- What the task requires -
Only a number is expected: how many lines in the entries that follow contain the word "format"?
++++ Data
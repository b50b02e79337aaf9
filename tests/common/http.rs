//! One-route HTTP fixture
//!
//! Answers every request with a fixed status and body, and records the
//! request bodies it received.

use std::sync::{Arc, Mutex};
use tokio::io::{AsyncReadExt, AsyncWriteExt};
use tokio::net::TcpListener;

pub struct HttpFixture {
    pub url: String,
    requests: Arc<Mutex<Vec<String>>>,
}

impl HttpFixture {
    pub async fn start(status: u16, body: &str) -> Self {
        let listener = TcpListener::bind("127.0.0.1:0").await.unwrap();
        let url = format!("http://{}/v1/endpoint", listener.local_addr().unwrap());
        let requests = Arc::new(Mutex::new(Vec::new()));

        let recorded = requests.clone();
        let body = body.to_string();
        tokio::spawn(async move {
            while let Ok((mut socket, _)) = listener.accept().await {
                let request = read_request(&mut socket).await;
                recorded.lock().unwrap().push(request);

                let response = format!(
                    "HTTP/1.1 {} Fixture\r\nContent-Type: application/json\r\nContent-Length: {}\r\nConnection: close\r\n\r\n{}",
                    status,
                    body.len(),
                    body
                );
                let _ = socket.write_all(response.as_bytes()).await;
                let _ = socket.shutdown().await;
            }
        });

        Self { url, requests }
    }

    pub fn request_count(&self) -> usize {
        self.requests.lock().unwrap().len()
    }

    /// Request bodies in arrival order
    pub fn bodies(&self) -> Vec<String> {
        self.requests.lock().unwrap().clone()
    }
}

async fn read_request(socket: &mut tokio::net::TcpStream) -> String {
    let mut buf = Vec::new();
    let mut chunk = [0u8; 4096];
    loop {
        let n = match socket.read(&mut chunk).await {
            Ok(0) | Err(_) => break,
            Ok(n) => n,
        };
        buf.extend_from_slice(&chunk[..n]);

        let text = String::from_utf8_lossy(&buf);
        if let Some(split) = text.find("\r\n\r\n") {
            let length = text[..split]
                .lines()
                .find_map(|l| {
                    let (name, value) = l.split_once(':')?;
                    name.eq_ignore_ascii_case("content-length")
                        .then(|| value.trim().parse::<usize>().ok())
                        .flatten()
                })
                .unwrap_or(0);
            if buf.len() >= split + 4 + length {
                return String::from_utf8_lossy(&buf[split + 4..split + 4 + length]).to_string();
            }
        }
    }
    String::new()
}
++++++++
- Solution to this task -
2